With the shift to living healthier that I’ve done in the last year and a half, I’ve almost completely cut processed sugar from my diet. The last three days have been fraught with craving after craving and a gentle pain in the pit of my stomach. When I was at dinner tonight with my friend, I drank two glasses of pop and felt, for about an hour, a clarity that I’d missed all day. I had focus enough to hold an in depth conversation about our friendship and how things are moving. I was also better able to relate to him my symptoms. After it wore off, I was back to the way I’d been all day, bouncing from topic to topic to topic, sometimes in the same breath.

I do not feel this way when I don’t sleep because I haven’t gone to bed.

There’s a clarity there now that I didn’t have the first time around.
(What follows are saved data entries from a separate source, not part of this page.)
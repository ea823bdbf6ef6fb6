//! Host-facing node wrappers.
//!
//! Each node owns the persistent state of one deformer instance and turns
//! host inputs into an output mesh. Evaluation is pull based: the host calls
//! [`DeformerNode::compute`] when it considers the output dirty, and the node
//! reports itself clean once the output is written. `compute` takes
//! `&mut self`, so a single instance is never evaluated concurrently.

use deformkit_config::{CollideConfig, DeformerConfig, FollowerConfig, SquashConfig};
use geometry::{EdgeMesh, SurfaceQuery};
use glam::DVec3;
use tracing::{debug, warn};

use crate::collide::{collide, CollideParams};
use crate::error::{ensure_finite, DeformError};
use crate::follower::{follow_mesh, FollowerStep};
use crate::ramp::{CurveSampler, RampCurve};
use crate::squash::{squash_stretch, squash_stretch_ramp, SquashOutcome, SquashResult};
use crate::types::{EdgeLengthCache, RestState};

/// Dirty/clean bookkeeping shared by all nodes.
#[derive(Debug, Clone, Copy, Default, PartialEq, Eq)]
pub struct NodeStatus {
    evaluations: u64,
    clean: bool,
}

impl NodeStatus {
    pub fn evaluations(&self) -> u64 {
        self.evaluations
    }

    pub fn is_clean(&self) -> bool {
        self.clean
    }

    fn mark_dirty(&mut self) {
        self.clean = false;
    }

    fn mark_clean(&mut self) {
        self.evaluations += 1;
        self.clean = true;
    }
}

/// A deformer instance driven by a host.
pub trait DeformerNode {
    /// Everything the host supplies for one evaluation
    type Inputs<'a>;

    /// Host-facing node type name.
    fn name(&self) -> &'static str;

    /// Evaluate the node and produce the output mesh.
    ///
    /// On error the node's persistent state is unchanged and it stays dirty.
    fn compute(&mut self, inputs: Self::Inputs<'_>) -> Result<EdgeMesh, DeformError>;

    fn status(&self) -> &NodeStatus;

    fn status_mut(&mut self) -> &mut NodeStatus;

    fn is_clean(&self) -> bool {
        self.status().is_clean()
    }

    /// Number of successful evaluations.
    fn evaluations(&self) -> u64 {
        self.status().evaluations()
    }

    /// Called by the host when an input changed.
    fn mark_dirty(&mut self) {
        self.status_mut().mark_dirty();
    }
}

fn ensure_finite_vec(name: &'static str, value: DVec3) -> Result<(), DeformError> {
    for component in value.to_array() {
        ensure_finite(name, component)?;
    }
    Ok(())
}

// ---------------------------------------------------------------------------
// Verlet follower
// ---------------------------------------------------------------------------

/// Inputs of [`VerletNode`].
#[derive(Debug, Clone, Copy)]
pub struct VerletInputs<'a> {
    pub original: &'a EdgeMesh,
    pub driver_position: DVec3,
    pub time: f64,
}

/// Secondary-motion follower node.
#[derive(Debug, Clone, Default)]
pub struct VerletNode {
    state: RestState,
    config: FollowerConfig,
    status: NodeStatus,
}

impl VerletNode {
    pub fn new() -> Self {
        Self::default()
    }

    pub fn from_config(config: &DeformerConfig) -> Result<Self, DeformError> {
        config.validate()?;
        Ok(Self {
            config: config.follower,
            ..Self::default()
        })
    }

    pub fn state(&self) -> RestState {
        self.state
    }

    /// Restore state persisted by the host.
    pub fn set_state(&mut self, state: RestState) {
        self.state = state;
        self.status.mark_dirty();
    }

    pub fn config(&self) -> &FollowerConfig {
        &self.config
    }

    pub fn set_gains(&mut self, follow: f64, restore: f64) -> Result<(), DeformError> {
        ensure_finite("follow", follow)?;
        ensure_finite("restore", restore)?;
        self.config.follow = follow;
        self.config.restore = restore;
        self.status.mark_dirty();
        Ok(())
    }
}

impl DeformerNode for VerletNode {
    type Inputs<'a> = VerletInputs<'a>;

    fn name(&self) -> &'static str {
        "Verlet"
    }

    fn compute(&mut self, inputs: VerletInputs<'_>) -> Result<EdgeMesh, DeformError> {
        ensure_finite_vec("driver_position", inputs.driver_position)?;
        ensure_finite("time", inputs.time)?;

        let step = FollowerStep::new(inputs.driver_position, inputs.time, &self.config);
        let offset = self.state.advance(&step);
        let output = follow_mesh(inputs.original, offset);

        self.status.mark_clean();
        Ok(output)
    }

    fn status(&self) -> &NodeStatus {
        &self.status
    }

    fn status_mut(&mut self) -> &mut NodeStatus {
        &mut self.status
    }
}

// ---------------------------------------------------------------------------
// Squash and stretch
// ---------------------------------------------------------------------------

/// Inputs of the squash/stretch nodes.
#[derive(Debug, Clone, Copy)]
pub struct SquashInputs<'a> {
    /// Rest mesh
    pub original: &'a EdgeMesh,
    /// Deformed mesh with the same topology
    pub target: &'a EdgeMesh,
}

fn finish_squash(
    status: &mut NodeStatus,
    name: &str,
    result: SquashResult,
) -> (EdgeMesh, SquashOutcome) {
    if result.is_passthrough() {
        warn!("{name}: topology differs from rest mesh, output is the unmodified target");
    }
    status.mark_clean();
    (result.mesh, result.outcome)
}

/// Edge-ratio squash/stretch node.
#[derive(Debug, Clone, Default)]
pub struct SquashAndStretchNode {
    cache: EdgeLengthCache,
    last_outcome: Option<SquashOutcome>,
    status: NodeStatus,
}

impl SquashAndStretchNode {
    pub fn new() -> Self {
        Self::default()
    }

    pub fn cache(&self) -> &EdgeLengthCache {
        &self.cache
    }

    /// Outcome of the most recent successful evaluation.
    pub fn last_outcome(&self) -> Option<SquashOutcome> {
        self.last_outcome
    }
}

impl DeformerNode for SquashAndStretchNode {
    type Inputs<'a> = SquashInputs<'a>;

    fn name(&self) -> &'static str {
        "SquashAndStretch"
    }

    fn compute(&mut self, inputs: SquashInputs<'_>) -> Result<EdgeMesh, DeformError> {
        let result = squash_stretch(inputs.original, inputs.target, &mut self.cache);
        let (mesh, outcome) = finish_squash(&mut self.status, "SquashAndStretch", result);
        self.last_outcome = Some(outcome);
        Ok(mesh)
    }

    fn status(&self) -> &NodeStatus {
        &self.status
    }

    fn status_mut(&mut self) -> &mut NodeStatus {
        &mut self.status
    }
}

/// Ramp-modulated squash/stretch node.
///
/// Generic over the curve so hosts can plug in their own ramp evaluation;
/// defaults to [`RampCurve`] initialised to the linear (0,0)-(1,1) ramp.
#[derive(Debug, Clone, Default)]
pub struct SquashAndStretchRampNode<C = RampCurve> {
    cache: EdgeLengthCache,
    config: SquashConfig,
    curve: C,
    last_outcome: Option<SquashOutcome>,
    status: NodeStatus,
}

impl SquashAndStretchRampNode<RampCurve> {
    pub fn new() -> Self {
        Self::default()
    }

    pub fn from_config(config: &DeformerConfig) -> Result<Self, DeformError> {
        config.validate()?;
        Ok(Self {
            config: config.squash,
            ..Self::default()
        })
    }
}

impl<C: CurveSampler> SquashAndStretchRampNode<C> {
    pub fn with_curve(curve: C) -> Self {
        Self {
            cache: EdgeLengthCache::new(),
            config: SquashConfig::default(),
            curve,
            last_outcome: None,
            status: NodeStatus::default(),
        }
    }

    pub fn curve(&self) -> &C {
        &self.curve
    }

    pub fn curve_mut(&mut self) -> &mut C {
        self.status.mark_dirty();
        &mut self.curve
    }

    pub fn scale(&self) -> f64 {
        self.config.scale
    }

    /// Set the height scale. Zero is accepted and leaves stretched vertices
    /// unmodulated.
    pub fn set_scale(&mut self, scale: f64) -> Result<(), DeformError> {
        ensure_finite("scale", scale)?;
        self.config.scale = scale;
        self.status.mark_dirty();
        Ok(())
    }

    pub fn last_outcome(&self) -> Option<SquashOutcome> {
        self.last_outcome
    }
}

impl<C: CurveSampler> DeformerNode for SquashAndStretchRampNode<C> {
    type Inputs<'a> = SquashInputs<'a>;

    fn name(&self) -> &'static str {
        "SquashAndStretchRamp"
    }

    fn compute(&mut self, inputs: SquashInputs<'_>) -> Result<EdgeMesh, DeformError> {
        let result = squash_stretch_ramp(
            inputs.original,
            inputs.target,
            &mut self.cache,
            self.config.scale,
            &self.curve,
        );
        let (mesh, outcome) = finish_squash(&mut self.status, "SquashAndStretchRamp", result);
        self.last_outcome = Some(outcome);
        Ok(mesh)
    }

    fn status(&self) -> &NodeStatus {
        &self.status
    }

    fn status_mut(&mut self) -> &mut NodeStatus {
        &mut self.status
    }
}

// ---------------------------------------------------------------------------
// Collision
// ---------------------------------------------------------------------------

/// Inputs of [`CollideNode`]. Either mesh may be unconnected.
#[derive(Debug, Clone, Copy, Default)]
pub struct CollideInputs<'a> {
    pub original: Option<&'a EdgeMesh>,
    pub collider: Option<&'a EdgeMesh>,
    pub offset: DVec3,
}

/// Collision node with swelling.
#[derive(Debug, Clone)]
pub struct CollideNode {
    config: CollideConfig,
    curve: RampCurve,
    status: NodeStatus,
}

impl Default for CollideNode {
    fn default() -> Self {
        Self {
            config: CollideConfig::default(),
            curve: RampCurve::swell(),
            status: NodeStatus::default(),
        }
    }
}

impl CollideNode {
    pub fn new() -> Self {
        Self::default()
    }

    pub fn from_config(config: &DeformerConfig) -> Result<Self, DeformError> {
        config.validate()?;
        Ok(Self {
            config: config.collide,
            ..Self::default()
        })
    }

    pub fn config(&self) -> &CollideConfig {
        &self.config
    }

    pub fn set_swell(&mut self, length: f64, value: f64) -> Result<(), DeformError> {
        ensure_finite("swell_length", length)?;
        ensure_finite("swell_value", value)?;
        self.config.swell_length = length;
        self.config.swell_value = value;
        self.status.mark_dirty();
        Ok(())
    }

    pub fn curve(&self) -> &RampCurve {
        &self.curve
    }

    pub fn curve_mut(&mut self) -> &mut RampCurve {
        self.status.mark_dirty();
        &mut self.curve
    }
}

impl DeformerNode for CollideNode {
    type Inputs<'a> = CollideInputs<'a>;

    fn name(&self) -> &'static str {
        "CollideDeform"
    }

    fn compute(&mut self, inputs: CollideInputs<'_>) -> Result<EdgeMesh, DeformError> {
        let original = inputs.original.ok_or(DeformError::MissingInput("original"))?;
        let collider = inputs.collider.ok_or(DeformError::MissingInput("collider"))?;
        ensure_finite_vec("offset", inputs.offset)?;

        let query = SurfaceQuery::new(collider);
        let params = CollideParams::new(inputs.offset, &self.config);
        let result = collide(original, &query, &params, &self.curve);
        debug!(
            "{}: evaluation {} done",
            self.name(),
            self.status.evaluations() + 1
        );

        self.status.mark_clean();
        Ok(result.mesh)
    }

    fn status(&self) -> &NodeStatus {
        &self.status
    }

    fn status_mut(&mut self) -> &mut NodeStatus {
        &mut self.status
    }
}
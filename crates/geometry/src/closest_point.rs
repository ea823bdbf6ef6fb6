//! Closest-point queries against a triangulated mesh.
//!
//! Point-triangle distance follows the Voronoi-region walk from Ericson's
//! "Real-Time Collision Detection", with barycentric interpolation of vertex
//! normals at the hit point.

use glam::DVec3;

use crate::bounds::Aabb;
use crate::edge_mesh::{EdgeMesh, FaceId};

/// Triangles with twice-area below this are skipped
const DEGENERATE_AREA: f64 = 1e-18;

/// Closest point on a single triangle.
#[derive(Debug, Clone, Copy)]
pub struct TriangleClosest {
    pub point: DVec3,
    /// Barycentric weight for vertex 1
    pub u: f64,
    /// Barycentric weight for vertex 2
    pub v: f64,
}

/// Closest point on triangle `(a, b, c)` to `p`.
pub fn closest_point_on_triangle(p: DVec3, a: DVec3, b: DVec3, c: DVec3) -> TriangleClosest {
    let ab = b - a;
    let ac = c - a;

    // Vertex region A
    let ap = p - a;
    let d1 = ab.dot(ap);
    let d2 = ac.dot(ap);
    if d1 <= 0.0 && d2 <= 0.0 {
        return TriangleClosest { point: a, u: 0.0, v: 0.0 };
    }

    // Vertex region B
    let bp = p - b;
    let d3 = ab.dot(bp);
    let d4 = ac.dot(bp);
    if d3 >= 0.0 && d4 <= d3 {
        return TriangleClosest { point: b, u: 1.0, v: 0.0 };
    }

    // Edge region AB
    let vc = d1 * d4 - d3 * d2;
    if vc <= 0.0 && d1 >= 0.0 && d3 <= 0.0 {
        let t = d1 / (d1 - d3);
        return TriangleClosest { point: a + ab * t, u: t, v: 0.0 };
    }

    // Vertex region C
    let cp = p - c;
    let d5 = ab.dot(cp);
    let d6 = ac.dot(cp);
    if d6 >= 0.0 && d5 <= d6 {
        return TriangleClosest { point: c, u: 0.0, v: 1.0 };
    }

    // Edge region AC
    let vb = d5 * d2 - d1 * d6;
    if vb <= 0.0 && d2 >= 0.0 && d6 <= 0.0 {
        let t = d2 / (d2 - d6);
        return TriangleClosest { point: a + ac * t, u: 0.0, v: t };
    }

    // Edge region BC
    let va = d3 * d6 - d5 * d4;
    if va <= 0.0 && (d4 - d3) >= 0.0 && (d5 - d6) >= 0.0 {
        let t = (d4 - d3) / ((d4 - d3) + (d5 - d6));
        return TriangleClosest {
            point: b + (c - b) * t,
            u: 1.0 - t,
            v: t,
        };
    }

    // Face interior
    let denom = 1.0 / (va + vb + vc);
    let u = vb * denom;
    let v = vc * denom;
    TriangleClosest {
        point: a + ab * u + ac * v,
        u,
        v,
    }
}

/// Interpolate a DVec3 attribute using barycentric coordinates.
pub fn interpolate_dvec3(v0: DVec3, v1: DVec3, v2: DVec3, u: f64, v: f64) -> DVec3 {
    let w = 1.0 - u - v;
    v0 * w + v1 * u + v2 * v
}

/// Result of a closest-point query.
#[derive(Debug, Clone, Copy)]
pub struct SurfacePoint {
    /// Closest point on the surface
    pub point: DVec3,
    /// Interpolated vertex normal at the point (falls back to the face normal)
    pub normal: DVec3,
    /// Face the point lies on
    pub face_id: FaceId,
    /// Distance from the query point
    pub distance: f64,
}

#[derive(Debug, Clone, Copy)]
struct QueryTriangle {
    corners: [DVec3; 3],
    normals: [DVec3; 3],
    face_normal: DVec3,
    face_id: FaceId,
    bounds: Aabb,
    centroid: DVec3,
}

/// Leaves holding at most this many triangles are not split further
const MAX_TRIANGLES_PER_LEAF: usize = 8;

/// Depth limit of the triangle octree
const MAX_OCTREE_DEPTH: u32 = 8;

/// Triangle octree node.
///
/// Triangles are assigned to the octant holding their centroid, so a node's
/// `bounds` is the union of its triangles' boxes rather than its octant cell.
#[derive(Debug, Clone)]
enum OctreeNode {
    Leaf { bounds: Aabb, triangles: Vec<u32> },
    Internal { bounds: Aabb, children: Vec<OctreeNode> },
}

impl OctreeNode {
    fn bounds(&self) -> &Aabb {
        match self {
            OctreeNode::Leaf { bounds, .. } | OctreeNode::Internal { bounds, .. } => bounds,
        }
    }

    fn build(triangles: &[QueryTriangle], indices: Vec<u32>, cell: Aabb, depth: u32) -> Self {
        let mut bounds = Aabb::empty();
        for &index in &indices {
            bounds.include_aabb(&triangles[index as usize].bounds);
        }

        if indices.len() <= MAX_TRIANGLES_PER_LEAF || depth >= MAX_OCTREE_DEPTH {
            return OctreeNode::Leaf {
                bounds,
                triangles: indices,
            };
        }

        let mut octants: [Vec<u32>; 8] = Default::default();
        for index in indices {
            let octant = cell.octant_for_point(triangles[index as usize].centroid);
            octants[octant].push(index);
        }

        let children = octants
            .into_iter()
            .enumerate()
            .filter(|(_, members)| !members.is_empty())
            .map(|(octant, members)| {
                Self::build(triangles, members, cell.octant_bounds(octant), depth + 1)
            })
            .collect();

        OctreeNode::Internal { bounds, children }
    }
}

/// Closest-point index over the triangles of an [`EdgeMesh`].
///
/// Triangles live in an octree; whole subtrees whose bounds lie farther than
/// the best hit so far are skipped, and nearer children are visited first.
#[derive(Debug, Clone)]
pub struct SurfaceQuery {
    triangles: Vec<QueryTriangle>,
    root: OctreeNode,
}

impl SurfaceQuery {
    pub fn new(mesh: &EdgeMesh) -> Self {
        let mut triangles = Vec::new();

        for face in mesh.faces() {
            let first = face.vertices[0];
            for pair in face.vertices.windows(2).skip(1) {
                let ids = [first, pair[0], pair[1]];
                let corners = ids.map(|id| mesh.position(id));
                let area = (corners[1] - corners[0]).cross(corners[2] - corners[0]);
                if area.length_squared() < DEGENERATE_AREA {
                    continue;
                }
                triangles.push(QueryTriangle {
                    corners,
                    normals: ids.map(|id| mesh.normal(id)),
                    face_normal: area.normalize(),
                    face_id: face.id,
                    bounds: Aabb::from_points(&corners),
                    centroid: (corners[0] + corners[1] + corners[2]) / 3.0,
                });
            }
        }

        let indices = (0..triangles.len() as u32).collect();
        let root = OctreeNode::build(&triangles, indices, mesh.bounds(), 0);

        tracing::trace!("SurfaceQuery::new: {} triangles", triangles.len());

        Self { triangles, root }
    }

    pub fn triangle_count(&self) -> usize {
        self.triangles.len()
    }

    /// Closest surface point to `point` no farther than `max_distance`.
    pub fn closest_point(&self, point: DVec3, max_distance: f64) -> Option<SurfacePoint> {
        if self.triangles.is_empty() {
            return None;
        }

        let mut best_distance_sq = max_distance * max_distance;
        let mut best: Option<(TriangleClosest, u32)> = None;
        self.search_node(&self.root, point, &mut best_distance_sq, &mut best);

        best.map(|(hit, index)| {
            let triangle = &self.triangles[index as usize];
            let [n0, n1, n2] = triangle.normals;
            let normal = interpolate_dvec3(n0, n1, n2, hit.u, hit.v).normalize_or_zero();
            SurfacePoint {
                point: hit.point,
                normal: if normal == DVec3::ZERO {
                    triangle.face_normal
                } else {
                    normal
                },
                face_id: triangle.face_id,
                distance: best_distance_sq.sqrt(),
            }
        })
    }

    fn search_node(
        &self,
        node: &OctreeNode,
        point: DVec3,
        best_distance_sq: &mut f64,
        best: &mut Option<(TriangleClosest, u32)>,
    ) {
        if node.bounds().distance_squared_to(point) > *best_distance_sq {
            return;
        }

        match node {
            OctreeNode::Leaf { triangles, .. } => {
                for &index in triangles {
                    let triangle = &self.triangles[index as usize];
                    if triangle.bounds.distance_squared_to(point) > *best_distance_sq {
                        continue;
                    }
                    let [a, b, c] = triangle.corners;
                    let hit = closest_point_on_triangle(point, a, b, c);
                    let distance_sq = hit.point.distance_squared(point);
                    if distance_sq <= *best_distance_sq {
                        *best_distance_sq = distance_sq;
                        *best = Some((hit, index));
                    }
                }
            }
            OctreeNode::Internal { children, .. } => {
                let mut order: Vec<(f64, &OctreeNode)> = children
                    .iter()
                    .map(|child| (child.bounds().distance_squared_to(point), child))
                    .collect();
                order.sort_by(|a, b| a.0.total_cmp(&b.0));
                for (_, child) in order {
                    self.search_node(child, point, best_distance_sq, best);
                }
            }
        }
    }
}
I will be decreasing my dose of testosterone on the weekend. In the meantime, I really really hope that the sleeping pills work as effectively this time as they did last time.

A Letter Never to be Sent


I write for catharsis. Something about writing where I know it will eventually be seen by someone is healing for me and helps me process what I’m dealing with and going through. I recently took on a second job doing respite care with a family who has an autistic child (8) and a neurotypical child (11). The kids respond well to me, the parents seem to really like me, and working the job is really enjoyable. The downside is that they live just 3 blocks away from the building I lived in with an abusive ex boyfriend. I can feel my anxiety amping up as the bus gets closer to the stop. I literally cannot stop doing SOMEthing while I’m at their house, at the bus stop waiting to go home, walking between, etc. I worked at their house the last two nights and ended up scrubbing half their kitchen and catching up on their dishes, something completely and totally outside of my duties of respite care. On realizing that the cause of anxiety is tied to my ex, I decided I needed to write him a letter. What follows is everything I’ve wanted to tell him, but never will.

Dear KS,

When we first met, you were a charming sailor, five years older and five years wiser, or so it seemed to me. You charmed your way into my pants fairly quickly and seemed to not want to leave. You wavered between just wanting to be friends, nothing more, wanting the benefits, and wanting a partner. You convinced me to stay over at your apartment when you moved out of barracks, even though you knew I’d catch shit from my dad.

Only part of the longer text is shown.